There is an increased risk of cancer in patients with rheumatoid arthritis and this could be elevated by tocilizumab. In the SAMURAI study three cancers were found in the tocilizumab group with none in the group given disease-modifying antirheumatic drugs.4
As tocilizumab is an immunoglobulin some patients will have infusion reactions, including anaphylaxis. Approximately 6% of the patients given 8 mg/kg had infusion reactions.
Gastrointestinal disorders are common. Although they are mainly mouth ulceration and gastritis, a few patients have suffered perforation of the gut, mainly as a complication of diverticulitis.
Particularly when given with methotrexate, tocilizumab can alter liver function. Regular monitoring of liver function is required and the dose should be adjusted according to the results. It is uncertain if treatment increases overall cardiovascular risk, but tocilizumab can cause a rise in lipids and blood pressure.
Tocilizumab appears to work best in combination with other drugs. It is therefore approved for use with methotrexate or non-biological disease-modifying antirheumatic drugs when previous therapy has been unsatisfactory or not tolerated. Monotherapy can be used if the patient has moderate to severe disease and cannot take methotrexate. The long-term safety of monthly infusions is unknown, but studies are continuing.
The Transparency Score () is explained in New drugs: transparency', Vol 37 No 1, Aust Prescr 2014;37:27.
Note on references
At the time the comment was prepared, a scientific discussion about this drug was available on the website of the European Medicines Agency (www.emea.europa.eu).
- Maini RN, Taylor PC, Szechinski J, Pavelka K, Brill J, Balint G, et al. Double-blind randomized controlled clinical trial of the interleukin-6 receptor antagonist, tocilizumab, in European patients with rheumatoid arthritis who had an incomplete response to methotrexate. Arthritis Rheum 2006;54:2817-29.

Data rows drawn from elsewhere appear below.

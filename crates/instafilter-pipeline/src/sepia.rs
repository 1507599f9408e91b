//! Sepia tone.
//!
//! Maps each pixel through the classic sepia colour matrix and blends the
//! result with the original by `intensity`. Alpha is preserved.

use crate::types::RgbaImage;

/// Rows of the sepia colour matrix (output R, G, B).
const SEPIA_MATRIX: [[f32; 3]; 3] = [
    [0.393, 0.769, 0.189],
    [0.349, 0.686, 0.168],
    [0.272, 0.534, 0.131],
];

/// Blend `image` towards sepia by `intensity` (clamped to `[0, 1]`).
///
/// Intensity `0.0` returns the image unchanged; `1.0` is full sepia.
#[must_use = "returns the toned image"]
#[allow(clippy::cast_possible_truncation, clippy::cast_sign_loss)]
pub fn sepia_tone(image: &RgbaImage, intensity: f32) -> RgbaImage {
    let amount = if intensity.is_nan() {
        0.0
    } else {
        intensity.clamp(0.0, 1.0)
    };

    let mut out = image.clone();
    for pixel in out.pixels_mut() {
        let [red, green, blue, alpha] = pixel.0;
        let rgb = [f32::from(red), f32::from(green), f32::from(blue)];
        let toned = SEPIA_MATRIX.map(|row| {
            row[0]
                .mul_add(rgb[0], row[1].mul_add(rgb[1], row[2] * rgb[2]))
                .min(255.0)
        });
        let blend = |orig: f32, sepia: f32| -> u8 {
            orig.mul_add(1.0 - amount, sepia * amount)
                .round()
                .clamp(0.0, 255.0) as u8
        };
        pixel.0 = [
            blend(rgb[0], toned[0]),
            blend(rgb[1], toned[1]),
            blend(rgb[2], toned[2]),
            alpha,
        ];
    }
    out
}

#[cfg(test)]
mod tests {
    use super::*;

    fn sample() -> RgbaImage {
        RgbaImage::from_fn(8, 8, |x, y| {
            image::Rgba([(x * 30) as u8, (y * 30) as u8, ((x + y) * 15) as u8, 128])
        })
    }

    #[test]
    fn zero_intensity_is_identity() {
        let img = sample();
        assert_eq!(sepia_tone(&img, 0.0), img);
    }

    #[test]
    fn full_intensity_white_becomes_warm() {
        let img = RgbaImage::from_pixel(1, 1, image::Rgba([255, 255, 255, 255]));
        let out = sepia_tone(&img, 1.0);
        let [r, g, b, a] = out.get_pixel(0, 0).0;
        assert_eq!(r, 255);
        assert_eq!(g, 255);
        assert_eq!(b, 239);
        assert_eq!(a, 255);
    }

    #[test]
    fn red_is_at_least_green_is_at_least_blue() {
        let out = sepia_tone(&sample(), 1.0);
        for p in out.pixels() {
            assert!(p.0[0] >= p.0[1] && p.0[1] >= p.0[2], "{:?}", p.0);
        }
    }

    #[test]
    fn alpha_is_preserved() {
        let out = sepia_tone(&sample(), 0.7);
        assert!(out.pixels().all(|p| p.0[3] == 128));
    }

    #[test]
    fn intensity_is_clamped() {
        let img = sample();
        assert_eq!(sepia_tone(&img, 3.0), sepia_tone(&img, 1.0));
        assert_eq!(sepia_tone(&img, -1.0), img);
    }
}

- Smolen JS, Beaulieu A, Rubbert-Roth A, Ramos-Remus C, Rovensky J, Alecock E, et al; OPTION Investigators. Effect of interleukin-6 receptor inhibition with tocilizumab in patients with rheumatoid arthritis (OPTION study): a double-blind, placebo-controlled, randomised trial. Lancet 2008;371:987-97.
- Genovese MC, McKay JD, Nasonov EL, Mysler EF, da Silva NA, Alecock E, et al. Interleukin-6 receptor inhibition with tocilizumab reduces disease activity in rheumatoid arthritis with inadequate response to disease-modifying antirheumatic drugs. Arthritis Rheum 2008;58:2968-80.
- Nishimoto N, Hashimoto J, Miyasaka N, Yamamoto K, Kawai S, Takeuchi T, et al. Study of active controlled monotherapy used for rheumatoid arthritis, an IL-6 inhibitor (SAMURAI): evidence of clinical and radiographic benefit from an x ray reader-blinded randomised controlled trial of tocilizumab. Ann Rheum Dis 2007;66:1162-7.
- Emery P, Keystone E, Tony HP, Cantagrel A, van Vollenhoven R, Sanchez A, et al. IL-6 receptor inhibition with tocilizumab improves treatment outcomes in patients with rheumatoid arthritis refractory to anti-tumour necrosis factor biologicals: results from a 24-week multi centre randomised placebo-controlled trial. Ann Rheum Dis 2008;67:1516-23.